Teme-se agora que o contágio cresça abruptamente e o coronavírus se espalhe pelos campos que albergam milhares de deslocados internos. “Eu, a minha mulher e os nossos dois filhos fizemos uma quarentena na nossa tenda durante várias semanas, lavávamos as mãos cinco vezes por dia. Um mês depois, tornou-se difícil continuar. Temos de regressar à normalidade”, afirmou à Al-Jazeera Ibrahim Darwish, que vive numa tenda com a família no Norte de Idlib e que, como milhares de outros sírios deslocados, precisa de sair para ganhar dinheiro para comprar comida. “Temos medo que isto [a covid-19] chegue aos campos. Seria um desastre”, rematou.

Desde o início da pandemia, a Síria registou, oficialmente, 477 casos de SARS-Cov-2 e 22 mortes causadas pela doença. No entanto, activistas no terreno e organizações de defesa dos direitos humanos acreditam que o número seja muito superior, tendo em conta que são realizados poucos testes. 

De acordo com a organização não-governamental Save the Children, até final de Junho, apenas foram realizados 1661 testes na província que faz fronteira com a Turquia e existem apenas 153 ventiladores e 148 camas disponíveis para tratar quem tenha de ser hospitalizado. 

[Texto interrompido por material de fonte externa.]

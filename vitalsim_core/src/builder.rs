//! Component protocol.
//!
//! Components never look each other up. During setup each one receives a
//! [`Builder`] and uses it to declare columns, listeners, pipelines and
//! randomness streams; the managers wire those declarations together.

use std::rc::Rc;

use vitalsim_env::RunContext;

use crate::config::ConfigTree;
use crate::error::Result;
use crate::events::{Event, EventManager};
use crate::lookup::{LookupError, LookupSpec, LookupTable, LookupTableManager, TableData};
use crate::population::{PopulationError, PopulationManager, PopulationView, SimulantData};
use crate::randomness::{RandomnessError, RandomnessManager, RandomnessStream};
use crate::values::ValuesManager;

/// A unit of simulation logic.
pub trait Component {
    /// Unique name, used in logs and error messages.
    fn name(&self) -> String;

    /// Defaults merged into the `component_configs` layer when the component
    /// is added to a simulation.
    fn configuration_defaults(&self) -> Option<serde_yaml::Value> {
        None
    }

    /// Registers everything the component needs.
    fn setup(&mut self, builder: &mut Builder<'_>) -> Result<()>;
}

/// Registration surface handed to `Component::setup`.
pub struct Builder<'a> {
    configuration: &'a ConfigTree,
    context: Rc<dyn RunContext>,
    population: &'a PopulationManager,
    events: &'a EventManager,
    values: &'a ValuesManager,
    randomness: &'a RandomnessManager,
    lookup: &'a LookupTableManager,
    pending: Vec<Box<dyn Component>>,
}

impl<'a> Builder<'a> {
    pub fn new(
        configuration: &'a ConfigTree,
        context: Rc<dyn RunContext>,
        population: &'a PopulationManager,
        events: &'a EventManager,
        values: &'a ValuesManager,
        randomness: &'a RandomnessManager,
        lookup: &'a LookupTableManager,
    ) -> Self {
        Self {
            configuration,
            context,
            population,
            events,
            values,
            randomness,
            lookup,
            pending: Vec::new(),
        }
    }

    pub fn configuration(&self) -> &ConfigTree {
        self.configuration
    }

    pub fn context(&self) -> Rc<dyn RunContext> {
        Rc::clone(&self.context)
    }

    pub fn population(&self) -> &PopulationManager {
        self.population
    }

    pub fn events(&self) -> &EventManager {
        self.events
    }

    pub fn values(&self) -> &ValuesManager {
        self.values
    }

    pub fn randomness(&self) -> &RandomnessManager {
        self.randomness
    }

    pub fn lookup(&self) -> &LookupTableManager {
        self.lookup
    }

    /// Queues a sub-component; it is set up after the current one.
    pub fn add_component(&mut self, component: Box<dyn Component>) {
        self.pending.push(component);
    }

    pub(crate) fn take_pending(&mut self) -> Vec<Box<dyn Component>> {
        std::mem::take(&mut self.pending)
    }

    pub fn get_view(&self, columns: &[&str], query: Option<&str>) -> std::result::Result<PopulationView, PopulationError> {
        self.population.get_view(columns, query)
    }

    pub fn get_stream(&self, key: &str) -> std::result::Result<RandomnessStream, RandomnessError> {
        self.randomness.get_stream(key)
    }

    pub fn register_simulant_initializer<F>(&self, name: &str, creates: &[&str], requires: &[&str], func: F)
    where
        F: FnMut(&SimulantData) -> Result<()> + 'static,
    {
        self.population.register_simulant_initializer(name, creates, requires, func);
    }

    pub fn register_event_listener<F>(&self, label: &str, priority: usize, listener: F) -> Result<()>
    where
        F: FnMut(&Event) -> Result<()> + 'static,
    {
        self.events.register_listener(Some(label), priority, listener)?;
        Ok(())
    }

    pub fn build_lookup_table(&self, data: impl Into<TableData>, spec: LookupSpec) -> std::result::Result<LookupTable, LookupError> {
        self.lookup.build_table(data, spec)
    }
}
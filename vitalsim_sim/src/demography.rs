//! Seeded demographic generator for harness populations.
//!
//! Draws ages from a normal distribution truncated to the requested age
//! range and assigns sex with equal probability. The generator owns its own
//! RNG, seeded separately from the kernel's randomness streams, so the
//! population a scenario starts from does not depend on which other
//! components are present.

use rand::{Rng, SeedableRng};
use rand_chacha::ChaCha8Rng;
use rand_distr::{Distribution, Normal};
use vitalsim_core::components::{Demographics, PopulationGenerator};
use vitalsim_core::{Result, SimulantData, SimulationError};

/// Default mean age in years.
pub const DEFAULT_MEAN_AGE: f64 = 40.0;

/// Default age standard deviation in years.
pub const DEFAULT_AGE_STD: f64 = 20.0;

/// Normal ages clamped to the requested range, 50/50 sex split.
#[derive(Debug, Clone)]
pub struct DemographyGenerator {
    /// Seed the RNG was created from
    seed: u64,

    rng: ChaCha8Rng,

    mean_age: f64,

    age_std: f64,
}

impl DemographyGenerator {
    /// Creates a generator with the default age distribution.
    pub fn new(seed: u64) -> Self {
        Self {
            seed,
            rng: ChaCha8Rng::seed_from_u64(seed),
            mean_age: DEFAULT_MEAN_AGE,
            age_std: DEFAULT_AGE_STD,
        }
    }

    /// Sets the untruncated age distribution.
    pub fn with_age_distribution(mut self, mean: f64, std_dev: f64) -> Self {
        self.mean_age = mean;
        self.age_std = std_dev;
        self
    }

    pub fn seed(&self) -> u64 {
        self.seed
    }

    fn sample_ages(&mut self, count: usize, start: f64, end: f64) -> Result<Vec<f64>> {
        if end <= start {
            return Ok(vec![start; count]);
        }
        let normal = Normal::new(self.mean_age, self.age_std)
            .map_err(|e| SimulationError::component("demography", e.to_string()))?;
        Ok((0..count)
            .map(|_| normal.sample(&mut self.rng).clamp(start, end))
            .collect())
    }
}

impl PopulationGenerator for DemographyGenerator {
    fn generate(&mut self, data: &SimulantData) -> Result<Demographics> {
        let count = data.index.len();
        let start = data.user_data.get("age_start").copied().unwrap_or(0.0);
        let end = data.user_data.get("age_end").copied().unwrap_or(start);

        let age = self.sample_ages(count, start, end)?;
        let sex = (0..count)
            .map(|_| if self.rng.gen_bool(0.5) { "Female" } else { "Male" }.to_string())
            .collect();
        Ok(Demographics { age, sex })
    }
}

#[cfg(test)]
mod tests {
    use super::*;
    use indexmap::IndexMap;
    use proptest::prelude::*;
    use vitalsim_env::{date, duration_from_days};

    fn data(count: usize, start: f64, end: f64) -> SimulantData {
        let mut user_data = IndexMap::new();
        user_data.insert("age_start".to_string(), start);
        user_data.insert("age_end".to_string(), end);
        SimulantData {
            index: (0..count).collect(),
            creation_time: date(2000, 1, 1).unwrap(),
            creation_window: duration_from_days(30.5).unwrap(),
            user_data,
        }
    }

    #[test]
    fn test_deterministic_population() {
        let mut a = DemographyGenerator::new(7);
        let mut b = DemographyGenerator::new(7);
        assert_eq!(a.generate(&data(100, 0.0, 100.0)).unwrap(), b.generate(&data(100, 0.0, 100.0)).unwrap());

        let mut c = DemographyGenerator::new(8);
        assert_ne!(a.generate(&data(100, 0.0, 100.0)).unwrap(), c.generate(&data(100, 0.0, 100.0)).unwrap());
    }

    #[test]
    fn test_newborns() {
        let mut generator = DemographyGenerator::new(1);
        let born = generator.generate(&data(10, 0.0, 0.0)).unwrap();
        assert!(born.age.iter().all(|a| *a == 0.0));
    }

    #[test]
    fn test_mean_age() {
        let mut generator = DemographyGenerator::new(3).with_age_distribution(50.0, 5.0);
        let generated = generator.generate(&data(5_000, 0.0, 125.0)).unwrap();
        let mean = generated.age.iter().sum::<f64>() / 5_000.0;
        assert!((mean - 50.0).abs() < 0.5);
        let females = generated.sex.iter().filter(|s| *s == "Female").count();
        assert!((2_300..2_700).contains(&females));
    }

    proptest! {
        #[test]
        fn prop_ages_within_range(seed in any::<u64>(), start in 0.0f64..60.0, width in 0.0f64..60.0, count in 1usize..200) {
            let mut generator = DemographyGenerator::new(seed);
            let generated = generator.generate(&data(count, start, start + width)).unwrap();
            prop_assert_eq!(generated.age.len(), count);
            prop_assert_eq!(generated.sex.len(), count);
            prop_assert!(generated.age.iter().all(|a| *a >= start && *a <= start + width));
        }
    }
}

“O primeiro caso de covid-19 no Noroeste da Síria é um grande golpe para milhões de civis, principalmente mulheres e crianças, que vivem nesta área. Agora, mais do que nunca, as armas devem ficar em silêncio, o cessar-fogo deve ser mantido e todos os esforços devem virar-se para a ajuda e a resposta ao nível de saúde”, afirmou em comunicado a responsável da Save the Children na Síria, Sonia Khush.  

Sistema de saúde “de joelhos"

A província de Idlib é o último reduto de resistência a Bashar al-Assad e tem sido o refúgio daqueles que são obrigados a fugir do regimeNo início deste ano, as forças leais a Assad, apoiadas pela Rússia, lançaram uma ofensiva para conquistar a província aos rebeldes, bombardeando pelo caminho escolas e hospitais. A Turquia respondeu, agravando ainda mais o conflito em curso, e pouco depois foi assinado um cessar-fogo que, contudo, serviu de pouco para quem não consegue regressar a casa

Nos últimos anos, a população de Idlib mais do que duplicou para três milhões de pessoas, e mais de um milhão vivem numa pequena área junto à fronteira com a Turquia, em tendas e habitações provisórias sem condições, sendo 80% mulheres e crianças, segundo as Nações Unidas.

A situação ainda se pode agravar mais nos próximos tempos devido à dificuldade em fazer chegar ajuda humanitária, como comida e medicamentos, à província. Na semana passada, a Rússia e a China vetaram uma proposta das Nações Unidas para renovar o envio de ajuda através de dois corredores humanitários com origem na Turquia.

Agora, passa a haver apenas um corredor disponível e com o sistema de saúde de Idlib no limite, a disseminação da covid-19 pode significar o colapso absoluto dos hospitais. 

“Depois de nove anos anos de conflito e de ataques direccionados a hospitais e equipas médicas, o sistema de saúde, particularmente no Noroeste, está de joelhos”, afirmou Vanessa Jackson, representante da ONU na Care International, ao site Vox. “Se houver um surto significativo, não há médicos e profissionais de saúde suficientes, muito menos acesso a unidades de cuidados intensivos ou ventiladores”, alertou.